## PROMPT
Extract, from the listing that follows, each line containing the word "AnswerFailure".

## DATA TO PROCESS
= Beginning of Section =
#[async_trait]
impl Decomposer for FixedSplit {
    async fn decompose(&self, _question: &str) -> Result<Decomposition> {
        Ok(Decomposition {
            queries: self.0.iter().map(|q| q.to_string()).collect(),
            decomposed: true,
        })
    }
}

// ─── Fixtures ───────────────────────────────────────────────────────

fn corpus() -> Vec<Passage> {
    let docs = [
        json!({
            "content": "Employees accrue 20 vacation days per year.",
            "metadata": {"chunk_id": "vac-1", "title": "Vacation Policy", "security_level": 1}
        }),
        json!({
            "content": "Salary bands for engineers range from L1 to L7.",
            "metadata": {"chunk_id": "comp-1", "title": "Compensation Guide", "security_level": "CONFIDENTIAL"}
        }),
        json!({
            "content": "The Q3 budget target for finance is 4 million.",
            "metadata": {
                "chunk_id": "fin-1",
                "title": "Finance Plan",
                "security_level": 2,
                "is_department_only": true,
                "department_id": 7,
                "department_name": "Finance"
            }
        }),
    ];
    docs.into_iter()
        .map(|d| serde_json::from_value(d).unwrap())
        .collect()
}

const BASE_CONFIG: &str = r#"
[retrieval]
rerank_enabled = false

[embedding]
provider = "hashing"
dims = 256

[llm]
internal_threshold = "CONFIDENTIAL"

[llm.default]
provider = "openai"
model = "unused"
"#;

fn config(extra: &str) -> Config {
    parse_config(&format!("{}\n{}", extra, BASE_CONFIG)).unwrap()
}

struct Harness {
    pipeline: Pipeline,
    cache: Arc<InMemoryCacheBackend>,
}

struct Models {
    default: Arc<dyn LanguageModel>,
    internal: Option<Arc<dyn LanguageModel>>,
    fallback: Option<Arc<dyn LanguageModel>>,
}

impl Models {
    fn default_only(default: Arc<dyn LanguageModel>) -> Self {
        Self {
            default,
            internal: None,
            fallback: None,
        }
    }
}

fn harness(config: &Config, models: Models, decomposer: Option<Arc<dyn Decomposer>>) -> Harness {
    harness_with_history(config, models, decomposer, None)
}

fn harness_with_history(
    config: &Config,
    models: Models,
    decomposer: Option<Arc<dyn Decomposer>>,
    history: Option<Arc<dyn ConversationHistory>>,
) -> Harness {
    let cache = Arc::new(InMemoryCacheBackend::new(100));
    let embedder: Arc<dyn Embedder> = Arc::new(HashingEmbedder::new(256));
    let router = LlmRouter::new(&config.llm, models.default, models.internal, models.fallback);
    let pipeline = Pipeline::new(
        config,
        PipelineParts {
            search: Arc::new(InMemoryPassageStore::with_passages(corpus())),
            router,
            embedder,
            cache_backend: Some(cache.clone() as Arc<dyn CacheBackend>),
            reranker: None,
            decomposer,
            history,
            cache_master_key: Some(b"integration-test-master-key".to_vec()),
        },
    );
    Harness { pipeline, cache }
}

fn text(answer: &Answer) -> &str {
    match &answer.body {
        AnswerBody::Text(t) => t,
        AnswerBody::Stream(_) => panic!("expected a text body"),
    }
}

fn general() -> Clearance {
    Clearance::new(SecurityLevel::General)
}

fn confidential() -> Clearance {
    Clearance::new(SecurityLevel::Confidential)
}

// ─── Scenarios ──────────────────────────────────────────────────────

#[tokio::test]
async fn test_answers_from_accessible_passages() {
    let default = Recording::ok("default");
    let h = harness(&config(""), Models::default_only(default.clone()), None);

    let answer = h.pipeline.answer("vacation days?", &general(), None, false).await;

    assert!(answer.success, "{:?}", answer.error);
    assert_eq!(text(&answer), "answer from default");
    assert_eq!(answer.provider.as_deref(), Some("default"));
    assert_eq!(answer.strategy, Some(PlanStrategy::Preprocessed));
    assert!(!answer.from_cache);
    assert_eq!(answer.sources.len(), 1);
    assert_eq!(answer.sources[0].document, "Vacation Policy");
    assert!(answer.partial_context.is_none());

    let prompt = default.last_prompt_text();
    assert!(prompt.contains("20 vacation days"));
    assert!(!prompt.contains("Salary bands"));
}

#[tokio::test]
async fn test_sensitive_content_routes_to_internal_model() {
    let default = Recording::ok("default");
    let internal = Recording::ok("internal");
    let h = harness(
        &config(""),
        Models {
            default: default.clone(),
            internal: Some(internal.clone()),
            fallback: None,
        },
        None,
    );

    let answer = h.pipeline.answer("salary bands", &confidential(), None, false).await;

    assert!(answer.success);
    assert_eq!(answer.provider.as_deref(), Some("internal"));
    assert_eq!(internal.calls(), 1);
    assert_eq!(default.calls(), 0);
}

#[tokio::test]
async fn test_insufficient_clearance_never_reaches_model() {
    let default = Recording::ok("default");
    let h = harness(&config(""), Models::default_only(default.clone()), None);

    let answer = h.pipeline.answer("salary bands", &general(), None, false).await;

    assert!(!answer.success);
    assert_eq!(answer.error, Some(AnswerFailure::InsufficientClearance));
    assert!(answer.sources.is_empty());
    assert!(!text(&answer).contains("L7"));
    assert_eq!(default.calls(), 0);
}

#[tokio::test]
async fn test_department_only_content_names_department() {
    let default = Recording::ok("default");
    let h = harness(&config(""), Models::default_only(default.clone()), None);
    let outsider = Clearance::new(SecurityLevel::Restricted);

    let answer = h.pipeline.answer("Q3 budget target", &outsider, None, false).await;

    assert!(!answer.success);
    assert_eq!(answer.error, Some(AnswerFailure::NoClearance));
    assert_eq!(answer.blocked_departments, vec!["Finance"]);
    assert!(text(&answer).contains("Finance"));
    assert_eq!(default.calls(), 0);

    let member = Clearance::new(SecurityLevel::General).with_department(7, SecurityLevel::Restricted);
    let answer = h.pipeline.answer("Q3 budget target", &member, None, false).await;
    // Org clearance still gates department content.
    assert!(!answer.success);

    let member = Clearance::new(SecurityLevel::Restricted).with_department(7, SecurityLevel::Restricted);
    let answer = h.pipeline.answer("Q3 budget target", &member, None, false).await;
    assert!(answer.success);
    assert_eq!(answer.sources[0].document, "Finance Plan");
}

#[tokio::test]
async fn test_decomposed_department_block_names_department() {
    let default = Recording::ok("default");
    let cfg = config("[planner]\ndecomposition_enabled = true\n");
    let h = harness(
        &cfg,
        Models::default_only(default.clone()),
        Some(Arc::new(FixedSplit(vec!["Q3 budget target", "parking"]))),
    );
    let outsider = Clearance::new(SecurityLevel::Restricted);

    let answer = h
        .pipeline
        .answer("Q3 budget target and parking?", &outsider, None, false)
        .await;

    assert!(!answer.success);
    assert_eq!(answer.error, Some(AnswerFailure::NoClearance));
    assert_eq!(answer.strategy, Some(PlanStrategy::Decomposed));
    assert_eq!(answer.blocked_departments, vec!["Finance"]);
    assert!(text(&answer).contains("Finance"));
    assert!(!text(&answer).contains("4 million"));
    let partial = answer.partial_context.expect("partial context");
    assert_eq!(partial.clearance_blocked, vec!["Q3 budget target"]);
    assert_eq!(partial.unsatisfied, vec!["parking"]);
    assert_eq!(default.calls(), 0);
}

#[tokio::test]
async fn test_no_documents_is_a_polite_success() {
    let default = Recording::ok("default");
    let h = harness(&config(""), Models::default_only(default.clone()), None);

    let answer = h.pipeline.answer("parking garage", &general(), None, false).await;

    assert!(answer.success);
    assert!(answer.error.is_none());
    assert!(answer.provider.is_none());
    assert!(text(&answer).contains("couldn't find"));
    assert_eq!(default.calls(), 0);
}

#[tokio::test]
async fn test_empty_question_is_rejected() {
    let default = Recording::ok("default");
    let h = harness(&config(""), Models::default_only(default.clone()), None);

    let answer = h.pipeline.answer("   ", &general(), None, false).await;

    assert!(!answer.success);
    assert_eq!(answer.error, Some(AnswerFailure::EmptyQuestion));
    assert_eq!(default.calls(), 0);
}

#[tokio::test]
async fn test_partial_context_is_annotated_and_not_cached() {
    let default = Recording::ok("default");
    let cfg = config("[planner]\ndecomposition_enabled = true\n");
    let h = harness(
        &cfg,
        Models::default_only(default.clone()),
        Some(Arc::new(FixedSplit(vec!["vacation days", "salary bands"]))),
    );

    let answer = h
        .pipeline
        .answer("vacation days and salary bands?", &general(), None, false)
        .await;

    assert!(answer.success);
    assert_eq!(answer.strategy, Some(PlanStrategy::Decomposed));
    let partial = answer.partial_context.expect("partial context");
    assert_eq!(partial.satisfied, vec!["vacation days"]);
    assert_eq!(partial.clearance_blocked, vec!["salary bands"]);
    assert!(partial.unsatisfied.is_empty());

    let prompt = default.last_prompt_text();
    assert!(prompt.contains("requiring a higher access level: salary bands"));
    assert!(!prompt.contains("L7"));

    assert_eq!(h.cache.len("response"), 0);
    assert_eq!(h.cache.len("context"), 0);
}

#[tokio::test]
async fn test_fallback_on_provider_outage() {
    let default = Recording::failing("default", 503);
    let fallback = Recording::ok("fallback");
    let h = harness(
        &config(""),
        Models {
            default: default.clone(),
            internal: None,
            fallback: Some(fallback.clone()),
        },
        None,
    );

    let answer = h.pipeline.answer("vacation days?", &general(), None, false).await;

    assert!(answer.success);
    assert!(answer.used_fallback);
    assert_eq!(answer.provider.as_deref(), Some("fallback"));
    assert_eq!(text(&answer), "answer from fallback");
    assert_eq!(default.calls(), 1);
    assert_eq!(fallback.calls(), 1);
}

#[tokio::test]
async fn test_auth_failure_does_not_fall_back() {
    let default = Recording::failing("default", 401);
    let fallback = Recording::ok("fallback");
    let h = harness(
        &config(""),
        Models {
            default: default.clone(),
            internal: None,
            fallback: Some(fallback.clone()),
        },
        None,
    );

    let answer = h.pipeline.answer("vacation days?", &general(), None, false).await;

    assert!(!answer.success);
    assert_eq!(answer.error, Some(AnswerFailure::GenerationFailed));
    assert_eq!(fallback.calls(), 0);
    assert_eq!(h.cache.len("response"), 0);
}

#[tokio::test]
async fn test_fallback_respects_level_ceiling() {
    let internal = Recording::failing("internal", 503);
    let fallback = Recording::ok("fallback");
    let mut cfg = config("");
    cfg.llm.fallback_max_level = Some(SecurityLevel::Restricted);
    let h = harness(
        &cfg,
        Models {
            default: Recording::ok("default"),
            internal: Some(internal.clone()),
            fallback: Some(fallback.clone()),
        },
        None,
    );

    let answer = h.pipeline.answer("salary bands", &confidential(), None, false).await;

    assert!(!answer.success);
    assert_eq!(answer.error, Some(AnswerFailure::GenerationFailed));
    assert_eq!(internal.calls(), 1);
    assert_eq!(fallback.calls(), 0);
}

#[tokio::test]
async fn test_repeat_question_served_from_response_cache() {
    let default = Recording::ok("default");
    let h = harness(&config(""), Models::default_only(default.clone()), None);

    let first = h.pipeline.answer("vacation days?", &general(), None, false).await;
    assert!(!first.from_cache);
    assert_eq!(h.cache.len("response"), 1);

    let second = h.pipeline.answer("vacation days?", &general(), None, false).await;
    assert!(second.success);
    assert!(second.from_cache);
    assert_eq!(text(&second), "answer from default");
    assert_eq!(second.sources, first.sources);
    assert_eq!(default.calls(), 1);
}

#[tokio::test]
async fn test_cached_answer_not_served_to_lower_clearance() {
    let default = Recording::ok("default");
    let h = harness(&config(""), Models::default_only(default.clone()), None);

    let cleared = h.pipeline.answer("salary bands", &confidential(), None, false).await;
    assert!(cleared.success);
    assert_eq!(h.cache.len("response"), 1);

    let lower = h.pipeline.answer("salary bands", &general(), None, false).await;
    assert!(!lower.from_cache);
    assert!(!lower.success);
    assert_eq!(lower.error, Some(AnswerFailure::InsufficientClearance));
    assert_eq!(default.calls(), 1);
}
= End of Section =
## SOLUTION FOR THIS EXERCISE
    assert_eq!(answer.error, Some(AnswerFailure::InsufficientClearance));
    assert_eq!(answer.error, Some(AnswerFailure::NoClearance));
    assert_eq!(answer.error, Some(AnswerFailure::NoClearance));
    assert_eq!(answer.error, Some(AnswerFailure::EmptyQuestion));
    assert_eq!(answer.error, Some(AnswerFailure::GenerationFailed));
    assert_eq!(answer.error, Some(AnswerFailure::GenerationFailed));
    assert_eq!(lower.error, Some(AnswerFailure::InsufficientClearance));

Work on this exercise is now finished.